• TASK DIRECTIONS
Show me every line in the listing that has the word "Returns".

• DATA SUPPLIED
BEGIN
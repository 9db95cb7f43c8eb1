//! Playback state mirrored from the media element.
//!
//! The transport is the single writer of the current AudioSource. The pipeline
//! only reads from it; user input goes through these methods, which clamp the
//! request and hand back the command the media element should execute.

use super::constants::{SEEK_STEP_SEC, VOLUME_STEP};
use super::error::VizError;

#[derive(Clone, Copy, Debug, PartialEq)]
pub enum TransportCommand {
    Play,
    Pause,
    Seek(f64),
    SetVolume(f32),
}

#[derive(Clone, Debug, PartialEq)]
pub struct TransportState {
    track: Option<String>,
    generation: u64,
    duration: f64,
    position: f64,
    volume: f32,
    playing: bool,
    error: Option<VizError>,
    error_reported: bool,
}

impl Default for TransportState {
    fn default() -> Self {
        Self::new()
    }
}

impl TransportState {
    pub fn new() -> Self {
        Self {
            track: None,
            generation: 0,
            duration: 0.0,
            position: 0.0,
            volume: 1.0,
            playing: false,
            error: None,
            error_reported: false,
        }
    }

    /// Replace the current source. Returns the new generation; anything tied
    /// to an older generation is stale.
    pub fn load(&mut self, name: impl Into<String>) -> u64 {
        self.generation += 1;
        self.track = Some(name.into());
        self.duration = 0.0;
        self.position = 0.0;
        self.playing = false;
        self.error = None;
        self.error_reported = false;
        self.generation
    }

    pub fn generation(&self) -> u64 {
        self.generation
    }

    pub fn track(&self) -> Option<&str> {
        self.track.as_deref()
    }

    pub fn has_source(&self) -> bool {
        self.track.is_some() && self.error.is_none()
    }

    pub fn duration(&self) -> f64 {
        self.duration
    }

    pub fn position(&self) -> f64 {
        self.position
    }

    pub fn volume(&self) -> f32 {
        self.volume
    }

    pub fn volume_percent(&self) -> u32 {
        (self.volume * 100.0).round() as u32
    }

    pub fn is_playing(&self) -> bool {
        self.playing
    }

    pub fn error(&self) -> Option<&VizError> {
        self.error.as_ref()
    }

    /// Media metadata arrived. Unknown or streaming durations count as 0.
    pub fn set_duration(&mut self, seconds: f64) {
        self.duration = if seconds.is_finite() && seconds > 0.0 {
            seconds
        } else {
            0.0
        };
        self.position = self.position.min(self.duration);
    }

    pub fn update_position(&mut self, seconds: f64) {
        if seconds.is_finite() {
            self.position = seconds.clamp(0.0, self.duration.max(0.0));
        }
    }

    /// Reflect a play/pause that the media element reported on its own.
    pub fn set_playing(&mut self, playing: bool) {
        self.playing = playing && self.has_source();
    }

    pub fn toggle_play(&mut self) -> Option<TransportCommand> {
        if !self.has_source() {
            return None;
        }
        self.playing = !self.playing;
        Some(if self.playing {
            TransportCommand::Play
        } else {
            TransportCommand::Pause
        })
    }

    /// Non-finite input keeps the current volume.
    pub fn set_volume(&mut self, volume: f32) -> TransportCommand {
        if volume.is_finite() {
            self.volume = volume.clamp(0.0, 1.0);
        }
        TransportCommand::SetVolume(self.volume)
    }

    pub fn nudge_volume(&mut self, steps: f32) -> TransportCommand {
        self.set_volume(self.volume + steps * VOLUME_STEP)
    }

    pub fn seek(&mut self, seconds: f64) -> Option<TransportCommand> {
        if !self.has_source() || !seconds.is_finite() {
            return None;
        }
        self.position = seconds.clamp(0.0, self.duration);
        Some(TransportCommand::Seek(self.position))
    }

    pub fn seek_by(&mut self, steps: f64) -> Option<TransportCommand> {
        self.seek(self.position + steps * SEEK_STEP_SEC)
    }

    /// Record a load-time failure for the current generation. Returns `true`
    /// the first time, so the caller surfaces it to the user exactly once.
    pub fn fail(&mut self, error: VizError) -> bool {
        self.playing = false;
        self.error = Some(error);
        if self.error_reported {
            false
        } else {
            self.error_reported = true;
            true
        }
    }

    pub fn time_readout(&self) -> String {
        format!(
            "{} / {}",
            format_time(self.position),
            format_time(self.duration)
        )
    }
}

/// `m:ss`, truncating fractional seconds.
pub fn format_time(seconds: f64) -> String {
    let total = if seconds.is_finite() && seconds > 0.0 {
        seconds as u64
    } else {
        0
    };
    format!("{}:{:02}", total / 60, total % 60)
}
END
• RESULT OF THIS EXERCISE
    /// Replace the current source. Returns the new generation; anything tied
    /// Record a load-time failure for the current generation. Returns `true`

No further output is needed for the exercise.